If you’re an entrepreneur or startup that’s been banging on the doors of banks, best friends, and potential backers you barely know, it can be frustrating to see a Kickstarter campaign raise half a million bucks in just a few months. Especially when you think your idea or company is better than whatever silly thing all these strangers are throwing cash at.
But before you start salivating at the seemingly bottomless pool of internet investors, you need to figure out if crowdfunding is right for your small business or startup. Are you a software or app company? Have you failed to fully flesh out or vet your business plan? Do you lack something tangible for investors to grasp onto, either in prototype or potential reward? Crowdfunding might not be for you. But if you’ve already got a great network of fans and can show new ones something of value early on, you may be off to the financing races.
Here are a few other variables to consider before launching your crowdfunding campaign.
Between the incentives to bigger investors, possibility of your product going viral, and the ever-climbing amount of money pledged to your project, a crowdfunding campaign can be a ton of fun — as long as you keep it between the lines.
Are you a female-owned or run startup? That’s good news, because you’re typically out-fundraising your male counterparts. It’s even better news when you consider that women entrepreneurs are normally only able to raise half as much startup capital as men through more traditional means.
Look, every investor wants some return on their money. And, for as many hoops that those stuffy old banks will make you jump through to access their capital, they’re also fairly reliable when it comes to the terms of repayment. They may also be more flexible down the line when it’s all their own skin in the game.
If you’ve decided a crowdfunding campaign is right for your startup, make sure you’re also aware of the various SEC rules and regulations when it comes to advertising that campaign. And make sure you know the difference between an “offer” (as defined by the SEC) and not an “impermissible conditioning of the market.”
As we noted above, not every startup is a perfect fit for crowdfunding, and not every crowdfunding campaign meets its goal. (According to Kickstarter’s own stats, only about a third of all projects meet their funding goals and over 10% never receive a single pledge.) So the crowdfunding odds are not ever in your favor. What’s next?

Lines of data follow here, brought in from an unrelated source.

//! Page cache over the data file.

use std::path::Path;
use std::sync::atomic::{AtomicU32, Ordering};
use std::sync::Arc;

use parking_lot::Mutex;

use crate::cache::{BoundedRefCache, CacheRef, CacheSource};
use crate::error::{Error, Result};
use crate::storage::disk::{PageManager, PAGE_SIZE};
use crate::storage::page::{Page, PageId};

/// Fewer resident pages than this cannot serve concurrent transactions.
pub const MIN_CACHE_PAGES: usize = 10;

/// Loads pages from and flushes dirty pages to the data file.
pub struct PageSource {
    disk: Mutex<PageManager>,
}

impl PageSource {
    fn flush(&self, page: &Page) -> Result<()> {
        let raw = page.read();
        self.disk.lock().write_page(page.id(), &raw)?;
        page.set_dirty(false);
        Ok(())
    }
}

impl CacheSource for PageSource {
    type Key = PageId;
    type Value = Page;

    fn load(&self, page_id: PageId) -> Result<Page> {
        let mut raw = Box::new([0u8; PAGE_SIZE]);
        self.disk.lock().read_page(page_id, &mut raw)?;
        Ok(Page::new(page_id, raw))
    }

    fn evict(&self, _page_id: PageId, page: Arc<Page>) -> Result<()> {
        if page.is_dirty() {
            self.flush(&page)?;
        }
        Ok(())
    }
}

/// A counted reference to a resident page.
pub type PageRef = CacheRef<PageSource>;

pub struct PageCache {
    cache: Arc<BoundedRefCache<PageSource>>,
    page_count: AtomicU32,
}

impl PageCache {
    pub fn create(path: &Path, memory: u64) -> Result<Self> {
        let capacity = Self::capacity_for(memory)?;
        let disk = PageManager::create(path)?;
        Ok(Self::with_disk(disk, capacity, 0))
    }

    pub fn open(path: &Path, memory: u64) -> Result<Self> {
        let capacity = Self::capacity_for(memory)?;
        let disk = PageManager::open(path)?;
        let pages = disk.num_pages()?;
        Ok(Self::with_disk(disk, capacity, pages))
    }

    fn capacity_for(memory: u64) -> Result<usize> {
        let pages = (memory / PAGE_SIZE as u64) as usize;
        if pages < MIN_CACHE_PAGES {
            return Err(Error::MemoryTooSmall {
                pages,
                min: MIN_CACHE_PAGES,
            });
        }
        Ok(pages)
    }

    fn with_disk(disk: PageManager, capacity: usize, pages: u32) -> Self {
        Self {
            cache: Arc::new(BoundedRefCache::new(
                PageSource {
                    disk: Mutex::new(disk),
                },
                capacity,
            )),
            page_count: AtomicU32::new(pages),
        }
    }

    /// Allocates the next page number and writes `init` there directly.
    /// The new page is not made resident.
    pub fn new_page(&self, init: &[u8; PAGE_SIZE]) -> Result<PageId> {
        let page_id = PageId(self.page_count.fetch_add(1, Ordering::SeqCst) + 1);
        self.cache.source().disk.lock().write_page(page_id, init)?;
        Ok(page_id)
    }

    pub fn get_page(&self, page_id: PageId) -> Result<PageRef> {
        self.cache.get(page_id)
    }

    /// Forces `page` to disk whether or not it is dirty.
    pub fn flush_page(&self, page: &Page) -> Result<()> {
        self.cache.source().flush(page)
    }

    /// Shrinks the data file to `max_page` pages. Only used by recovery,
    /// before any page is resident.
    pub fn truncate_to(&self, max_page: u32) -> Result<()> {
        self.cache.source().disk.lock().truncate(max_page)?;
        self.page_count.store(max_page, Ordering::SeqCst);
        Ok(())
    }

    pub fn page_count(&self) -> u32 {
        self.page_count.load(Ordering::SeqCst)
    }

    pub fn capacity(&self) -> usize {
        self.cache.capacity()
    }

    pub fn resident(&self) -> usize {
        self.cache.resident()
    }

    /// Flushes every dirty resident page.
    pub fn close(&self) -> Result<()> {
        self.cache.close()?;
        self.cache.source().disk.lock().sync()
    }
}
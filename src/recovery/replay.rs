//! Log replay against the page cache.
//!
//! Runs once at startup, before any transaction begins:
//! 1. Scan: find the highest page any record touches and truncate the data
//!    file to it.
//! 2. Redo: reapply every record of a transaction that is not active.
//! 3. Undo: reverse the records of each still-active transaction newest
//!    first, logging a compensation record for each, then mark it aborted.
//!
//! Compensations make a second run converge: redo replays the original
//! change and then its compensation.

use std::collections::BTreeMap;
use std::fmt;

use crate::data::item;
use crate::error::Result;
use crate::storage::page::data_page;
use crate::storage::page_cache::PageCache;
use crate::storage::wal::{InsertRecord, LogRecord, Logger, UpdateRecord};
use crate::transaction::{TransactionId, TransactionManager};

/// Recovery statistics.
#[derive(Debug, Default, Clone, PartialEq, Eq)]
pub struct RecoveryStats {
    /// Number of records scanned.
    pub records_analyzed: usize,
    /// Number of records reapplied.
    pub records_redone: usize,
    /// Number of records reversed.
    pub records_undone: usize,
    /// Number of compensation records written while undoing.
    pub clrs_written: usize,
    /// Active transactions marked aborted.
    pub transactions_aborted: usize,
    /// Page count of the data file after truncation.
    pub truncated_to: u32,
}

impl fmt::Display for RecoveryStats {
    fn fmt(&self, f: &mut fmt::Formatter<'_>) -> fmt::Result {
        write!(
            f,
            "{} records analyzed, {} redone, {} undone, {} transactions aborted, {} pages",
            self.records_analyzed,
            self.records_redone,
            self.records_undone,
            self.transactions_aborted,
            self.truncated_to
        )
    }
}

pub struct Recovery<'a> {
    tm: &'a TransactionManager,
    logger: &'a Logger,
    pages: &'a PageCache,
}

impl<'a> Recovery<'a> {
    pub fn new(tm: &'a TransactionManager, logger: &'a Logger, pages: &'a PageCache) -> Self {
        Self { tm, logger, pages }
    }

    /// Perform full recovery.
    pub fn run(&self) -> Result<RecoveryStats> {
        let mut stats = RecoveryStats::default();

        self.scan_phase(&mut stats)?;
        log::debug!(
            "recovery scan: {} records, truncated to {} pages",
            stats.records_analyzed,
            stats.truncated_to
        );

        self.redo_phase(&mut stats)?;
        log::debug!("recovery redo: {} records", stats.records_redone);

        self.undo_phase(&mut stats)?;
        log::debug!(
            "recovery undo: {} records, {} transactions aborted",
            stats.records_undone,
            stats.transactions_aborted
        );

        Ok(stats)
    }

    fn for_each_record(&self, mut f: impl FnMut(LogRecord) -> Result<()>) -> Result<()> {
        self.logger.rewind();
        while let Some(payload) = self.logger.next()? {
            f(LogRecord::decode(&payload)?)?;
        }
        Ok(())
    }

    /// Phase 1: find the highest referenced page and drop everything past it.
    fn scan_phase(&self, stats: &mut RecoveryStats) -> Result<()> {
        let mut max_page = 1;
        self.for_each_record(|record| {
            stats.records_analyzed += 1;
            max_page = max_page.max(record.page_id().0);
            Ok(())
        })?;

        self.pages.truncate_to(max_page)?;
        stats.truncated_to = max_page;
        Ok(())
    }

    /// Phase 2: reapply the changes of every transaction that finished.
    fn redo_phase(&self, stats: &mut RecoveryStats) -> Result<()> {
        self.for_each_record(|record| {
            if self.tm.is_active(record.xid()) {
                return Ok(());
            }
            match &record {
                LogRecord::Insert(insert) => self.apply_insert(insert, &insert.raw)?,
                LogRecord::Update(update) => self.apply_update(update, &update.new_raw)?,
            }
            stats.records_redone += 1;
            Ok(())
        })
    }

    /// Phase 3: reverse the changes of every transaction still active.
    fn undo_phase(&self, stats: &mut RecoveryStats) -> Result<()> {
        let mut active: BTreeMap<TransactionId, Vec<LogRecord>> = BTreeMap::new();
        self.for_each_record(|record| {
            if self.tm.is_active(record.xid()) {
                active.entry(record.xid()).or_default().push(record);
            }
            Ok(())
        })?;

        for (xid, records) in active {
            for record in records.iter().rev() {
                let compensation = match record {
                    LogRecord::Insert(insert) => {
                        let mut invalid = insert.raw.to_vec();
                        item::set_raw_invalid(&mut invalid);
                        self.apply_insert(insert, &invalid)?;
                        LogRecord::update(
                            xid,
                            item::Uid::new(insert.page_id, insert.offset),
                            &insert.raw,
                            &invalid,
                        )
                    }
                    LogRecord::Update(update) => {
                        self.apply_update(update, &update.old_raw)?;
                        LogRecord::update(xid, update.uid, &update.new_raw, &update.old_raw)
                    }
                };
                self.logger.append(&compensation.encode())?;
                stats.records_undone += 1;
                stats.clrs_written += 1;
            }
        }

        // Transactions that never logged anything are still active too.
        for xid in self.tm.active_transactions() {
            self.tm.abort(xid)?;
            stats.transactions_aborted += 1;
            log::debug!("recovery aborted {}", xid);
        }
        Ok(())
    }

    fn apply_insert(&self, record: &InsertRecord, raw: &[u8]) -> Result<()> {
        let page = self.pages.get_page(record.page_id)?;
        data_page::recover_insert(&page, raw, record.offset);
        page.release()
    }

    fn apply_update(&self, record: &UpdateRecord, raw: &[u8]) -> Result<()> {
        let page = self.pages.get_page(record.uid.page_id())?;
        data_page::recover_update(&page, raw, record.uid.offset());
        page.release()
    }
}
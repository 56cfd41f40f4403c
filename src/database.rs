use std::ffi::OsString;
use std::path::{Path, PathBuf};
use std::sync::Arc;

use crate::concurrency::VersionManager;
use crate::data::DataManager;
use crate::error::{Error, Result};
use crate::transaction::TransactionManager;

/// Runtime settings for an open database.
#[derive(Debug, Clone, Copy, PartialEq, Eq)]
pub struct DatabaseConfig {
    /// Bytes of page cache. Divided by the page size to get the number of
    /// resident pages.
    pub memory: u64,
}

impl Default for DatabaseConfig {
    fn default() -> Self {
        Self {
            memory: 64 * 1024 * 1024,
        }
    }
}

/// The three files backing a database at base path `P`.
#[derive(Debug, Clone)]
struct DatabaseFiles {
    data: PathBuf,
    log: PathBuf,
    xid: PathBuf,
}

impl DatabaseFiles {
    fn new(base: &Path) -> Self {
        Self {
            data: with_suffix(base, "db"),
            log: with_suffix(base, "log"),
            xid: with_suffix(base, "xid"),
        }
    }

    fn all(&self) -> [&Path; 3] {
        [&self.data, &self.log, &self.xid]
    }
}

/// Appends `.suffix` to the full base path, keeping any dots it already has.
fn with_suffix(base: &Path, suffix: &str) -> PathBuf {
    let mut name = OsString::from(base.as_os_str());
    name.push(".");
    name.push(suffix);
    PathBuf::from(name)
}

/// High-level database interface that wires the transaction, data and
/// version managers over one set of files.
pub struct Database {
    tm: Arc<TransactionManager>,
    dm: Arc<DataManager>,
    vm: Arc<VersionManager>,
}

impl Database {
    /// Create a new database at the specified base path
    pub fn create(path: &Path, config: DatabaseConfig) -> Result<Self> {
        let files = DatabaseFiles::new(path);
        if let Some(existing) = files.all().into_iter().find(|p| p.exists()) {
            return Err(Error::FileExists(existing.to_path_buf()));
        }

        let tm = Arc::new(TransactionManager::create(&files.xid)?);
        let dm = Arc::new(DataManager::create(&files.data, &files.log, config.memory)?);

        log::info!("created database at {:?}", path);
        Ok(Self::assemble(tm, dm))
    }

    /// Open an existing database, recovering it from its log
    pub fn open(path: &Path, config: DatabaseConfig) -> Result<Self> {
        let files = DatabaseFiles::new(path);

        let tm = Arc::new(TransactionManager::open(&files.xid)?);
        let dm = Arc::new(DataManager::open(
            &files.data,
            &files.log,
            config.memory,
            &tm,
        )?);

        log::info!(
            "opened database at {:?} ({} pages, {} transactions)",
            path,
            dm.page_count(),
            tm.transaction_count()
        );
        Ok(Self::assemble(tm, dm))
    }

    fn assemble(tm: Arc<TransactionManager>, dm: Arc<DataManager>) -> Self {
        let vm = Arc::new(VersionManager::new(Arc::clone(&tm), Arc::clone(&dm)));
        Self { tm, dm, vm }
    }

    pub fn vm(&self) -> &Arc<VersionManager> {
        &self.vm
    }

    pub fn dm(&self) -> &Arc<DataManager> {
        &self.dm
    }

    pub fn tm(&self) -> &Arc<TransactionManager> {
        &self.tm
    }

    /// Shuts down cleanly. Dropping a database without closing it leaves
    /// page one marked as an unclean shutdown.
    pub fn close(&self) -> Result<()> {
        self.vm.close()?;
        self.dm.close()?;
        self.tm.close()?;
        log::info!("closed database");
        Ok(())
    }
}
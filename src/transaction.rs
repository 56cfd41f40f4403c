//! Transaction management module.
//!
//! This module provides the durable record of transaction outcome:
//! - Transaction identifiers, including the always-committed super transaction
//! - The Active / Committed / Aborted status byte
//! - The status file and its point-read mirror

pub mod id;
pub mod manager;
pub mod state;

// Re-export commonly used types
pub use id::TransactionId;
pub use manager::TransactionManager;
pub use state::TransactionState;
//! Layout of ordinary data pages.
//!
//! ```text
//! +----------+------------------------------+-------------+
//! | FSO (2B) | packed records ...           | free space  |
//! +----------+------------------------------+-------------+
//! ```
//!
//! The free-space offset (FSO) is big-endian and marks the first unused
//! byte. Records are appended at the FSO and never move.

use crate::storage::page::Page;
use crate::storage::PAGE_SIZE;
use byteorder::{BigEndian, ByteOrder};

const FSO_OFFSET: usize = 0;
const FSO_SIZE: usize = 2;

/// Offset of the first record on an empty page.
pub const DATA_OFFSET: usize = FSO_OFFSET + FSO_SIZE;

/// Largest record an empty page can hold.
pub const MAX_FREE_SPACE: usize = PAGE_SIZE - DATA_OFFSET;

/// Bytes of a freshly allocated, empty data page.
pub fn init_raw() -> Box<[u8; PAGE_SIZE]> {
    let mut raw = Box::new([0u8; PAGE_SIZE]);
    set_fso(&mut raw, DATA_OFFSET as u16);
    raw
}

pub fn fso(raw: &[u8; PAGE_SIZE]) -> u16 {
    BigEndian::read_u16(&raw[FSO_OFFSET..FSO_OFFSET + FSO_SIZE])
}

fn set_fso(raw: &mut [u8; PAGE_SIZE], fso: u16) {
    BigEndian::write_u16(&mut raw[FSO_OFFSET..FSO_OFFSET + FSO_SIZE], fso);
}

/// Offset the next record will be written at. A zeroed page whose initial
/// write was lost reads as empty rather than as FSO 0.
pub fn next_offset(raw: &[u8; PAGE_SIZE]) -> u16 {
    fso(raw).max(DATA_OFFSET as u16)
}

pub fn free_space(page: &Page) -> usize {
    PAGE_SIZE.saturating_sub(next_offset(&page.read()) as usize)
}

/// Resets the header of a page whose FSO points into the header itself.
/// Returns whether anything changed.
pub fn repair(page: &Page) -> bool {
    if fso(&page.read()) as usize >= DATA_OFFSET {
        return false;
    }
    set_fso(&mut page.write(), DATA_OFFSET as u16);
    true
}

/// Appends `record` at the FSO and returns its offset. The caller has
/// already checked that it fits.
pub fn insert(page: &Page, record: &[u8]) -> u16 {
    let mut raw = page.write();
    let offset = next_offset(&raw);
    let start = offset as usize;
    raw[start..start + record.len()].copy_from_slice(record);
    set_fso(&mut raw, (start + record.len()) as u16);
    offset
}

/// Replays an insert at a known offset, advancing the FSO past it if needed.
pub fn recover_insert(page: &Page, record: &[u8], offset: u16) {
    let mut raw = page.write();
    let start = offset as usize;
    raw[start..start + record.len()].copy_from_slice(record);

    let end = (start + record.len()) as u16;
    if fso(&raw) < end {
        set_fso(&mut raw, end);
    }
}

/// Replays an in-place update at a known offset. The FSO is untouched.
pub fn recover_update(page: &Page, record: &[u8], offset: u16) {
    let mut raw = page.write();
    let start = offset as usize;
    raw[start..start + record.len()].copy_from_slice(record);
}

If your startup needs help assessing its financing options, or you want to make sure your crowdfunding campaign is legal, talk to an experienced commercial attorney today.
- Find Business & Commercial Lawyers Near You (FindLaw’s Lawyer Directory)
- Top 7 Crowdfunding Tips for Small Business (FindLaw’s Free Enterprise)
- SEC Proposes New Crowdfunding Rules (FindLaw’s Free Enterprise)
- Crowdfunding and Taxes: Legal Tips and Tricks (FindLaw’s Free Enterprise)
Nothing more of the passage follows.